Data listing Block Start

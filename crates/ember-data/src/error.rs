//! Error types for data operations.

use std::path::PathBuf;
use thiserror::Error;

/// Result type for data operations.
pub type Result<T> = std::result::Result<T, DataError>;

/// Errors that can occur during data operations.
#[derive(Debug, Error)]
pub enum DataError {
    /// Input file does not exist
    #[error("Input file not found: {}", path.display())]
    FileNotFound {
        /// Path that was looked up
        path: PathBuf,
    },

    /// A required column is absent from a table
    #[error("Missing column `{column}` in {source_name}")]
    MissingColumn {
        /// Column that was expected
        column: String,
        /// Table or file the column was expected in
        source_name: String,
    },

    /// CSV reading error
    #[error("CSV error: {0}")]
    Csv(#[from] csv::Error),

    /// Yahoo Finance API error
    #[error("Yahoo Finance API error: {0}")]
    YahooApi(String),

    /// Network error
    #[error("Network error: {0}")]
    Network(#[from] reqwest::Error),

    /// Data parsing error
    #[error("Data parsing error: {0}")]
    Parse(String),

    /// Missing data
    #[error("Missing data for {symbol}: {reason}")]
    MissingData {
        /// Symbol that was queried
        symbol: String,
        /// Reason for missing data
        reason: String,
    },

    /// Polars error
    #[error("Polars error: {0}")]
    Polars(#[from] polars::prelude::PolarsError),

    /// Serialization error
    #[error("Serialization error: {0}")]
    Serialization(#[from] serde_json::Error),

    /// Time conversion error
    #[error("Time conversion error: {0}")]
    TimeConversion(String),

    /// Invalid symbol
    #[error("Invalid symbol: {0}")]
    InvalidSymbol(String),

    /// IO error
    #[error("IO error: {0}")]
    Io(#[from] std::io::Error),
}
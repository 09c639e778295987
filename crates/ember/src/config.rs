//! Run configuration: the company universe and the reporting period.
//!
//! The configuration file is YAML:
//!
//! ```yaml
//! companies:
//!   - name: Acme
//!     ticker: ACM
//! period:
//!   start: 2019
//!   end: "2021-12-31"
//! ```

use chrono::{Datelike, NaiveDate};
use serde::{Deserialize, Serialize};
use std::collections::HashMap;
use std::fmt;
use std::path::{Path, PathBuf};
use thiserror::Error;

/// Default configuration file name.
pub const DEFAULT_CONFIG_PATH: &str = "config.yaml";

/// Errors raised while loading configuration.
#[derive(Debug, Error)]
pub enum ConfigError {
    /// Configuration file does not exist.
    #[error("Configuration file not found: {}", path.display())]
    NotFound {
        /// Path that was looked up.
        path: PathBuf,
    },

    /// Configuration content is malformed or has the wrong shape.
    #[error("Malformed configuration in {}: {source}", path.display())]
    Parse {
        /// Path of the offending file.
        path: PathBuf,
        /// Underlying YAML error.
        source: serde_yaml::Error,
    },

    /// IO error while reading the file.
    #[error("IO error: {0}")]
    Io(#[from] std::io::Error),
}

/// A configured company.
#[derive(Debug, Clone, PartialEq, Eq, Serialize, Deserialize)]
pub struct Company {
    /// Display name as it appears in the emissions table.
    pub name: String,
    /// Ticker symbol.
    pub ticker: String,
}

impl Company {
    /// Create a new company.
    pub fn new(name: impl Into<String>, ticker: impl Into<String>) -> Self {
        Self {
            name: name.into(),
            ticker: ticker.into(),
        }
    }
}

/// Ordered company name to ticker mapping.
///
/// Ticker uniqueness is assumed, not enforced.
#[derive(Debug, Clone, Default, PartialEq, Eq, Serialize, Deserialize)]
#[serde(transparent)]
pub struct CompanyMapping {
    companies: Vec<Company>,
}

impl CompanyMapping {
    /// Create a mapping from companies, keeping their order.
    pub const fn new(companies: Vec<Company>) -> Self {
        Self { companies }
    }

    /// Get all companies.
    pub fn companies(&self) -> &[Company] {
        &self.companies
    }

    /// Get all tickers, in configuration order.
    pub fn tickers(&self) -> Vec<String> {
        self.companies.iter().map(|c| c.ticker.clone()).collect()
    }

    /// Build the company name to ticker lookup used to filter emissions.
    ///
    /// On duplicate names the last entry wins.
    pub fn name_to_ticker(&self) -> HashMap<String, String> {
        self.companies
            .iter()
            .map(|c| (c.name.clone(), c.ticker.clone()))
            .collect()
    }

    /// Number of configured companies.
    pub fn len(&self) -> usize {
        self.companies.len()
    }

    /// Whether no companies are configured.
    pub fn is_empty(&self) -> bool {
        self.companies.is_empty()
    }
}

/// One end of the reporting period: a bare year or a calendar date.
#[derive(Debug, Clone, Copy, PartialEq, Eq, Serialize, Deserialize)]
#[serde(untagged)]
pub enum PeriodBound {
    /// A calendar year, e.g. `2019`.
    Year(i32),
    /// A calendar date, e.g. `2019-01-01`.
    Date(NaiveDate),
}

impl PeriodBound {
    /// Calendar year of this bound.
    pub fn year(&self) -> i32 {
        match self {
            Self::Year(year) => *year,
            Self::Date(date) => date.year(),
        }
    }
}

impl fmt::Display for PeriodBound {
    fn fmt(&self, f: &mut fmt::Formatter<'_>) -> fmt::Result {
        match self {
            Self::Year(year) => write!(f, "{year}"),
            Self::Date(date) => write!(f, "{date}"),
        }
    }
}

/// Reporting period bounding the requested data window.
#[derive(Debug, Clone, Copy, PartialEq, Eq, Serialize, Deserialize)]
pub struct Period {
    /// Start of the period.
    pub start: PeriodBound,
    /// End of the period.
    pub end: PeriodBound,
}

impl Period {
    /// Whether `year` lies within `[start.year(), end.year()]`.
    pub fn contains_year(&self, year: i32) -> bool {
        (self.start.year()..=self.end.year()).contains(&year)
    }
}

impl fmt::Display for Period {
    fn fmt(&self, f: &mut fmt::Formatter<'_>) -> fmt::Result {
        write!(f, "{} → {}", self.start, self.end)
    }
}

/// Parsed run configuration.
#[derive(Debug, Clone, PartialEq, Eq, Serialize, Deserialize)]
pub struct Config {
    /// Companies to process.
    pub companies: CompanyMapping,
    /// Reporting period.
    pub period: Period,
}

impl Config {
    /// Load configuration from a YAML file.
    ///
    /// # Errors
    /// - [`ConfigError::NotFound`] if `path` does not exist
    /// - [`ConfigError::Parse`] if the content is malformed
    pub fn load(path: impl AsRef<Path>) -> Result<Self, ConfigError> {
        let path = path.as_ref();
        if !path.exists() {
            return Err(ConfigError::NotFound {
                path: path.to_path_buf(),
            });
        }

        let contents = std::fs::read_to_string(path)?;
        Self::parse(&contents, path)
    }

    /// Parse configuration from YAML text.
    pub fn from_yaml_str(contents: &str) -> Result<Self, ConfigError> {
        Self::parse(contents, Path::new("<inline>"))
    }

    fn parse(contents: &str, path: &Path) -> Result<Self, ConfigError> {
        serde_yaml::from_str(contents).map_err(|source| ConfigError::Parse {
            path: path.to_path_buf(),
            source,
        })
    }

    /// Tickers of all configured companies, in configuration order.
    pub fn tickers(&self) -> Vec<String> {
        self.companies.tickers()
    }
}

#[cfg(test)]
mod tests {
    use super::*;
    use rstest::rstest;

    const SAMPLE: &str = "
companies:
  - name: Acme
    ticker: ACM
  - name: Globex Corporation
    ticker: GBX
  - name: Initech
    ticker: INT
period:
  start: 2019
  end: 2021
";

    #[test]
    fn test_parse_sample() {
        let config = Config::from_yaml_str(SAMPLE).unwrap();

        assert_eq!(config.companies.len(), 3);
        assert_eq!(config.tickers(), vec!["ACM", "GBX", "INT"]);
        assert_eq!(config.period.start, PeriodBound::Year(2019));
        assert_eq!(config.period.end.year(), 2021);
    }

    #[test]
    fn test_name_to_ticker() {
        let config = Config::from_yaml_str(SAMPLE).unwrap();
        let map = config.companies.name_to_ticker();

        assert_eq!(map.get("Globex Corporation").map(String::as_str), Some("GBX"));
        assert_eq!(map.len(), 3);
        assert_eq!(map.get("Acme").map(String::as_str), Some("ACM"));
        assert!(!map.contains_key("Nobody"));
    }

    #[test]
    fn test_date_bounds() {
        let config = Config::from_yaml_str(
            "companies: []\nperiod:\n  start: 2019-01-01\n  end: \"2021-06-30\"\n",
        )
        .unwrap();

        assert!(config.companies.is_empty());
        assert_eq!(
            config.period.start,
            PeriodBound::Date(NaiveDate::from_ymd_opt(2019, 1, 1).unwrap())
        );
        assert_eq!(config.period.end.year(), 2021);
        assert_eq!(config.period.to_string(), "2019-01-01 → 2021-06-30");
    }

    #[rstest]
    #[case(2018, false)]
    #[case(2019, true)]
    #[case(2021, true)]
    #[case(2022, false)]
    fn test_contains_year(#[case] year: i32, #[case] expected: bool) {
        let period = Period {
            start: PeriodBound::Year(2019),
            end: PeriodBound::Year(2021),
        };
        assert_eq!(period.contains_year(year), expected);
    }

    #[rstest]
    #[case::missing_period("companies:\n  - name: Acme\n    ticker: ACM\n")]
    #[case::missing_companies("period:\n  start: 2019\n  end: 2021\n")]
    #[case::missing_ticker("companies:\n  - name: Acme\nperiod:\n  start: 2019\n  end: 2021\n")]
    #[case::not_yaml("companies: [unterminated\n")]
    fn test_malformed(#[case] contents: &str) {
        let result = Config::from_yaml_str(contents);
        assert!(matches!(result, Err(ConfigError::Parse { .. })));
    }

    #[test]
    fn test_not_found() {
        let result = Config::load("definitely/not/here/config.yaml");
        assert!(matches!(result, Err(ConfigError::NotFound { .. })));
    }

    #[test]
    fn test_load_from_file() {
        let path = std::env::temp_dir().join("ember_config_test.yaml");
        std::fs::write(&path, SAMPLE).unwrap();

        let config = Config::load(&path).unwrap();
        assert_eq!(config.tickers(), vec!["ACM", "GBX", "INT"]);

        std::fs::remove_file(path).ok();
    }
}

Data listing Block End
Data listing Block Start

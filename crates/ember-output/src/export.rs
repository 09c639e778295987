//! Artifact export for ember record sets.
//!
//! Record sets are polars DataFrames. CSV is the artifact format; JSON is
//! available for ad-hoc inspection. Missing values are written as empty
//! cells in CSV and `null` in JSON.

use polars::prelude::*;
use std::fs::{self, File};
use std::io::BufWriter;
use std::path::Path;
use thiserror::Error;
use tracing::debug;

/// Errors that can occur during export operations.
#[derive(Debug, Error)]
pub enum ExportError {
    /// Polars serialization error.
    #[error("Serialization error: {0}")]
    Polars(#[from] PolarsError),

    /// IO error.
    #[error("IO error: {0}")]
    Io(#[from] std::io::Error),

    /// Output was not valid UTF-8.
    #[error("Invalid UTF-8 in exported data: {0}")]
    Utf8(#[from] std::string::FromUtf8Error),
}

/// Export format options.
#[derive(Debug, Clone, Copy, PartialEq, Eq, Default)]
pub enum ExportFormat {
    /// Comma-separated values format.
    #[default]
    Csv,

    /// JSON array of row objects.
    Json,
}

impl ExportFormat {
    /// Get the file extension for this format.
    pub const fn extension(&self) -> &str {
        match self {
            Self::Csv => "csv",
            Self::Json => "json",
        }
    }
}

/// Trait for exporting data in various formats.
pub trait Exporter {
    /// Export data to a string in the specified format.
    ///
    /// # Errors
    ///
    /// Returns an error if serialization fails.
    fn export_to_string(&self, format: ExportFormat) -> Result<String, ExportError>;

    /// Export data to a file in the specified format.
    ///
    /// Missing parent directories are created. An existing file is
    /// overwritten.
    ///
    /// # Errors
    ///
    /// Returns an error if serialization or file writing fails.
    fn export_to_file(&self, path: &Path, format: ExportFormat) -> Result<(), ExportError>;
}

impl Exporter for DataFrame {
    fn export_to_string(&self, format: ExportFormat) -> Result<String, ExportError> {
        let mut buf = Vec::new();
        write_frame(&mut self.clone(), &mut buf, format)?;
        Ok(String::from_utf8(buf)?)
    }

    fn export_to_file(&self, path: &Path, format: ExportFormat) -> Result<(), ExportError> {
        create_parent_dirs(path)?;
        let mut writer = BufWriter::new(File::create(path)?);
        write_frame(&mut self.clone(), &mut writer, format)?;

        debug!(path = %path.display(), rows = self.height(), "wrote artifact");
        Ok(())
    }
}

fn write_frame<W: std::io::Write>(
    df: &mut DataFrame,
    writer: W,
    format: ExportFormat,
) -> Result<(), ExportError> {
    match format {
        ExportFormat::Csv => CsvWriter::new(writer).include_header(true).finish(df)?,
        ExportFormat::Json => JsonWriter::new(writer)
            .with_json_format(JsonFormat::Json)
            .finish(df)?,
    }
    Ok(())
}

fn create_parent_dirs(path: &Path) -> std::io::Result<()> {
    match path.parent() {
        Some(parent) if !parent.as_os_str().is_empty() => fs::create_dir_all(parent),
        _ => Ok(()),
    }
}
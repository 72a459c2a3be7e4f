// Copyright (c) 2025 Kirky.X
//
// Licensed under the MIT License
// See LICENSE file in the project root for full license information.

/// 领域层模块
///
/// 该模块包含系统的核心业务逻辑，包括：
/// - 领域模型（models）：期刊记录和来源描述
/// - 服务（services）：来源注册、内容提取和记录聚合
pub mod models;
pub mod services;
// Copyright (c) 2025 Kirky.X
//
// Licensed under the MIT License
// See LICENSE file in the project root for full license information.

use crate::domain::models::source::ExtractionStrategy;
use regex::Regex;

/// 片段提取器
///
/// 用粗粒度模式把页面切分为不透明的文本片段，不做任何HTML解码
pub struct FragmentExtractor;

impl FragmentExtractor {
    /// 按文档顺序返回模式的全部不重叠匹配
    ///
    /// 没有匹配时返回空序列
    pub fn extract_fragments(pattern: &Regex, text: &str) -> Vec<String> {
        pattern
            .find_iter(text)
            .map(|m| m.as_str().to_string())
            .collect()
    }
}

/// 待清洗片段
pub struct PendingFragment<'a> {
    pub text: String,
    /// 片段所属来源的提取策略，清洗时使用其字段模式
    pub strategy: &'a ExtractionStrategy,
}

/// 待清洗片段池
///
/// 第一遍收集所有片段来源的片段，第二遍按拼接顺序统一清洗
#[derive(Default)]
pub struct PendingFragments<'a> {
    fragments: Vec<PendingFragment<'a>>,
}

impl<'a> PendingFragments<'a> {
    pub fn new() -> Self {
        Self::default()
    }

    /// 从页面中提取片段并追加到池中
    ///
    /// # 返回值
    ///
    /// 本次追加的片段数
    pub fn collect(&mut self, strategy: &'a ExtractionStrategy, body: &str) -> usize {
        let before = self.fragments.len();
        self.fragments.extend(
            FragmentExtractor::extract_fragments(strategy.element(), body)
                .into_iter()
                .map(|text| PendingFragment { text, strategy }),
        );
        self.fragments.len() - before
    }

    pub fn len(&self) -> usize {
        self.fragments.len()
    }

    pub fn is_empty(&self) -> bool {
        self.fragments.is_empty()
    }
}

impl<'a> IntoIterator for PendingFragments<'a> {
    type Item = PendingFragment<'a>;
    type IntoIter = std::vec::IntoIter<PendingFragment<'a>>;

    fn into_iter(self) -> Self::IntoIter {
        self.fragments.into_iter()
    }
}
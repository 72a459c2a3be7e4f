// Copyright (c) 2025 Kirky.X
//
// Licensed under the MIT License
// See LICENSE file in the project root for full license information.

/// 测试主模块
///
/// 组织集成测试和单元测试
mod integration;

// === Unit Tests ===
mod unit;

Data listing Block End
Data listing Block Start

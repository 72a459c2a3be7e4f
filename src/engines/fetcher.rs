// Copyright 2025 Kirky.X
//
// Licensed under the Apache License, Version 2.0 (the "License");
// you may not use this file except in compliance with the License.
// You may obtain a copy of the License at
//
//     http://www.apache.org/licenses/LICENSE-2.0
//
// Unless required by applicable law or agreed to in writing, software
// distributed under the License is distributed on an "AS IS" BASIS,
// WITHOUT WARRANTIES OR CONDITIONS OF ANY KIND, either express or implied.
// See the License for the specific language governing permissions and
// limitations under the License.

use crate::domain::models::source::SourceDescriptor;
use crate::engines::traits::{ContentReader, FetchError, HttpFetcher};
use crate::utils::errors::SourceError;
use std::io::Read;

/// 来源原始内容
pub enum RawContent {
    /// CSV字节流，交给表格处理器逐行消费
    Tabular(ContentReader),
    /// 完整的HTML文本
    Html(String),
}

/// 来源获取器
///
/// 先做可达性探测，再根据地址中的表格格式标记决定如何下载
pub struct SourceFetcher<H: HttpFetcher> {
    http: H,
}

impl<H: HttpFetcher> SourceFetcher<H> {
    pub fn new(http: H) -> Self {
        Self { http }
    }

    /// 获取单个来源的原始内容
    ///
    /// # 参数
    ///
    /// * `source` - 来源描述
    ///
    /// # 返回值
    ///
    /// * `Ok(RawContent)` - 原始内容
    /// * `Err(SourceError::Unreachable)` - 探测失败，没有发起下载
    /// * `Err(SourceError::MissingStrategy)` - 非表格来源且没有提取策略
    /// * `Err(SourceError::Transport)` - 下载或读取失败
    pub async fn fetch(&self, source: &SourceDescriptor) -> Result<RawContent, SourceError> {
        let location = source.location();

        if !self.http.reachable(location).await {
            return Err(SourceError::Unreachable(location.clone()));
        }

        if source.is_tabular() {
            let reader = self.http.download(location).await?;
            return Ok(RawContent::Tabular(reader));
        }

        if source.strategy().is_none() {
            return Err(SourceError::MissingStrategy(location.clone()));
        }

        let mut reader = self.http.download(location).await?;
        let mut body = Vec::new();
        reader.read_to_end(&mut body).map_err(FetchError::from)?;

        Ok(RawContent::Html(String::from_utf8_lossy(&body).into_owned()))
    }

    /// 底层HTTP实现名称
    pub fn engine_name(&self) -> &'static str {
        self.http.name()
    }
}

Data listing Block End

Exercise details
In the data above, retype exactly and only the lines between the one holding "filename crates/ember-data/src/error.rs" and the one holding "pub type Result<T>", inclusive.

Exercise answer
filename crates/ember-data/src/error.rs
//! Error types for data operations.

use std::path::PathBuf;
use thiserror::Error;

/// Result type for data operations.
pub type Result<T> = std::result::Result<T, DataError>;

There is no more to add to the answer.